MicroRNAs (miRs) are small non-protein-coding RNAs that bind to specific mRNAs and inhibit translation or promote mRNA degradation. Recent reports, including ours, indicated that miR-33a located within the intron of sterol regulatory element-binding protein (SREBP) 2 controls cholesterol homeostasis and can be a possible therapeutic target for treating atherosclerosis. Primates, but not rodents, express miR-33b from an intron of SREBF1. Therefore, humanized mice, in which a miR-33b transgene is inserted within a Srebf1 intron, are required to address its function in vivo.
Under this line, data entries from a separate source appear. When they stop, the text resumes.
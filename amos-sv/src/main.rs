//! amos-sv - Accent similarity survey service
//!
//! Loads the trial catalog, opens the configured progress store and serves
//! the survey page with its JSON API.

use std::sync::Arc;

use amos_common::config::SurveyConfig;
use amos_common::store::open_store;
use amos_common::{SessionController, TrialCatalog};
use amos_sv::cli::Args;
use amos_sv::{build_router, AppState};
use anyhow::{Context, Result};
use clap::Parser;
use tokio::signal;
use tracing::{info, warn};
use tracing_subscriber::{layer::SubscriberExt, util::SubscriberInitExt};

#[tokio::main]
async fn main() -> Result<()> {
    let args = Args::parse();

    let (config, config_source) =
        SurveyConfig::load(args.config.as_deref()).context("Failed to load configuration")?;
    let config = config.apply_overrides(args.overrides());

    tracing_subscriber::registry()
        .with(
            tracing_subscriber::EnvFilter::try_from_default_env()
                .unwrap_or_else(|_| config.logging.level.clone().into()),
        )
        .with(tracing_subscriber::fmt::layer())
        .init();

    // Build identification first, before any slow startup work
    info!(
        "Starting amos-sv v{} [{}] built {} ({})",
        env!("CARGO_PKG_VERSION"),
        env!("GIT_HASH"),
        env!("BUILD_TIMESTAMP"),
        env!("BUILD_PROFILE")
    );

    match &config_source {
        Some(path) => info!("Loaded configuration from {}", path.display()),
        None => warn!("No config file found; using defaults"),
    }
    config.validate().context("Invalid configuration")?;

    let catalog = TrialCatalog::load(&config.catalog_path).with_context(|| {
        format!(
            "Failed to load trial catalog {}",
            config.catalog_path.display()
        )
    })?;

    let store = open_store(config.backend, &config.results_dir)
        .await
        .with_context(|| {
            format!(
                "Failed to open {} store in {}",
                config.backend,
                config.results_dir.display()
            )
        })?;
    info!(
        "✓ Progress store ready ({}, {})",
        config.backend,
        config.results_dir.display()
    );

    let controller = Arc::new(SessionController::new(
        Arc::new(catalog),
        store,
        config.total_trials,
    ));
    info!("Trials per participant: {}", controller.total_trials());

    if !config.audio_root.is_dir() {
        warn!(
            "Audio root {} is not a directory; local audio will not play",
            config.audio_root.display()
        );
    }

    let state = AppState::new(
        controller,
        config.study_title.clone(),
        config.audio_root.clone(),
    );
    let app = build_router(state);

    let addr = config.bind_address();
    let listener = tokio::net::TcpListener::bind(&addr)
        .await
        .with_context(|| format!("Failed to bind to {}", addr))?;
    info!("amos-sv listening on http://{}", addr);
    info!("Health check: http://{}/health", addr);

    axum::serve(listener, app)
        .with_graceful_shutdown(shutdown_signal())
        .await
        .context("Server error")?;

    info!("Server shutdown complete");
    Ok(())
}

/// Graceful shutdown signal handler
async fn shutdown_signal() {
    let ctrl_c = async {
        if let Err(e) = signal::ctrl_c().await {
            warn!("Failed to listen for Ctrl+C: {}", e);
            std::future::pending::<()>().await;
        }
    };

    #[cfg(unix)]
    let terminate = async {
        match signal::unix::signal(signal::unix::SignalKind::terminate()) {
            Ok(mut stream) => {
                stream.recv().await;
            }
            Err(e) => {
                warn!("Failed to install SIGTERM handler: {}", e);
                std::future::pending::<()>().await;
            }
        }
    };

    #[cfg(not(unix))]
    let terminate = std::future::pending::<()>();

    tokio::select! {
        _ = ctrl_c => {
            info!("Received Ctrl+C, shutting down");
        },
        _ = terminate => {
            info!("Received terminate signal, shutting down");
        },
    }
}
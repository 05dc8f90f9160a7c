//! amos-sv library - Accent similarity survey service
//!
//! Serves the survey page and the JSON endpoints that drive the session
//! controller: start/resume by name, fetch the current trial, submit ratings.

use amos_common::SessionController;
use axum::extract::DefaultBodyLimit;
use axum::Router;
use std::path::PathBuf;
use std::sync::Arc;
use tower_http::services::ServeDir;
use tower_http::trace::TraceLayer;

pub mod api;
pub mod cli;
pub mod error;
pub mod registry;

pub use crate::error::{ApiError, ApiResult};
pub use crate::registry::SessionRegistry;

/// Application state shared across HTTP handlers
#[derive(Clone)]
pub struct AppState {
    /// Survey state machine over the catalog and progress store
    pub controller: Arc<SessionController>,
    /// Live participant sessions
    pub registry: SessionRegistry,
    /// Page title shown to participants
    pub study_title: String,
    /// Directory served under `/audio`
    pub audio_root: PathBuf,
}

impl AppState {
    pub fn new(controller: Arc<SessionController>, study_title: String, audio_root: PathBuf) -> Self {
        Self {
            controller,
            registry: SessionRegistry::new(),
            study_title,
            audio_root,
        }
    }
}

/// Largest accepted request body; a submission is four small integers
pub const MAX_BODY_BYTES: usize = 64 * 1024;

/// Build application router
pub fn build_router(state: AppState) -> Router {
    let audio = ServeDir::new(&state.audio_root);

    Router::new()
        .merge(api::ui_routes())
        .merge(api::session_routes())
        .merge(api::health_routes())
        .nest_service("/audio", audio)
        .layer(DefaultBodyLimit::max(MAX_BODY_BYTES))
        .layer(TraceLayer::new_for_http())
        .with_state(state)
}
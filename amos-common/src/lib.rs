//! # AMOS Common Library
//!
//! Core of the accent similarity survey, shared by the survey service:
//! - Trial catalog loading
//! - Participant identity resolution
//! - Trial ordering and presentation randomization
//! - Rating sheets and response records
//! - Progress stores (row store, local files)
//! - Session state and the session controller
//! - Configuration loading

pub mod catalog;
pub mod config;
pub mod controller;
pub mod error;
pub mod identity;
pub mod models;
pub mod presentation;
pub mod ratings;
pub mod session;
pub mod store;

pub use catalog::{TrialCatalog, TrialDefinition};
pub use controller::{SessionController, SubmitOutcome};
pub use error::{Error, Result};
pub use identity::{resolve_identity, ParticipantId};
pub use session::{ParticipantSession, SessionPhase};
pub use store::{Backend, ProgressStore};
We successfully established miR-33b knock-in (KI) mice and found that protein levels of known miR-33a target genes, such as ABCA1, ABCG1, and SREBP-1, were reduced compared with those in wild-type mice. As a consequence, macrophages from the miR-33b KI mice had a reduced cholesterol efflux capacity via apoA-I and HDL-C. Moreover, HDL-C levels were reduced by almost 35% even in miR-33b KI hetero mice compared with the control mice. These results indicate that miR-33b may account for lower HDL-C levels in humans than those in mice and that miR-33b is possibly utilized for a feedback mechanism to regulate its host gene SREBF1. Our mice will also aid in elucidating the roles of miR-33a/b in different genetic disease models.